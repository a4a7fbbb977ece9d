//! Newline-delimited JSON over a byte stream (stdio in production)

use crate::error::ProtocolError;
use serde_json::Value;
use std::collections::VecDeque;
use tokio::io::{AsyncBufRead, AsyncBufReadExt, AsyncWrite, AsyncWriteExt};

#[derive(Debug, Clone, PartialEq)]
pub enum Incoming {
    Message(Value),
    /// A line that was not valid JSON.
    Malformed(String),
}

pub struct Transport<R, W> {
    reader: R,
    writer: W,
    pending: VecDeque<Value>,
}

impl<R, W> Transport<R, W>
where
    R: AsyncBufRead + Unpin,
    W: AsyncWrite + Unpin,
{
    pub fn new(reader: R, writer: W) -> Self {
        Self {
            reader,
            writer,
            pending: VecDeque::new(),
        }
    }

    pub fn into_writer(self) -> W {
        self.writer
    }

    /// Next line from the stream, skipping blank lines. `None` at EOF.
    async fn read_line(&mut self) -> Result<Option<Incoming>, ProtocolError> {
        loop {
            let mut line = Vec::new();
            let n = self
                .reader
                .read_until(b'\n', &mut line)
                .await
                .map_err(ProtocolError::Read)?;
            if n == 0 {
                return Ok(None);
            }
            // Undecodable bytes are a malformed message, not a broken stream.
            let trimmed = line.trim_ascii();
            if trimmed.is_empty() {
                continue;
            }
            return Ok(Some(match serde_json::from_slice(trimmed) {
                Ok(value) => Incoming::Message(value),
                Err(e) => Incoming::Malformed(e.to_string()),
            }));
        }
    }

    /// Next message to handle: anything queued while waiting on a response first.
    pub async fn next_message(&mut self) -> Result<Option<Incoming>, ProtocolError> {
        if let Some(value) = self.pending.pop_front() {
            return Ok(Some(Incoming::Message(value)));
        }
        self.read_line().await
    }

    /// Read until the response to our request `id` arrives; queue everything else.
    pub async fn await_response(&mut self, id: &Value) -> Result<Value, ProtocolError> {
        loop {
            match self.read_line().await? {
                None => return Err(ProtocolError::Closed(format!("response to {}", id))),
                Some(Incoming::Malformed(e)) => {
                    tracing::warn!(error = %e, "dropping malformed message while awaiting response");
                }
                Some(Incoming::Message(value)) => {
                    let is_response = value.get("method").is_none();
                    if is_response && value.get("id") == Some(id) {
                        return Ok(value);
                    }
                    self.pending.push_back(value);
                }
            }
        }
    }

    pub async fn write_message(&mut self, message: &Value) -> Result<(), ProtocolError> {
        let mut line = message.to_string();
        line.push('\n');
        self.writer
            .write_all(line.as_bytes())
            .await
            .map_err(ProtocolError::Write)?;
        self.writer.flush().await.map_err(ProtocolError::Write)
    }
}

**What is being asked**
Work out how many lines in this material contain the string "Transport", and give that number alone.

**Task response**
2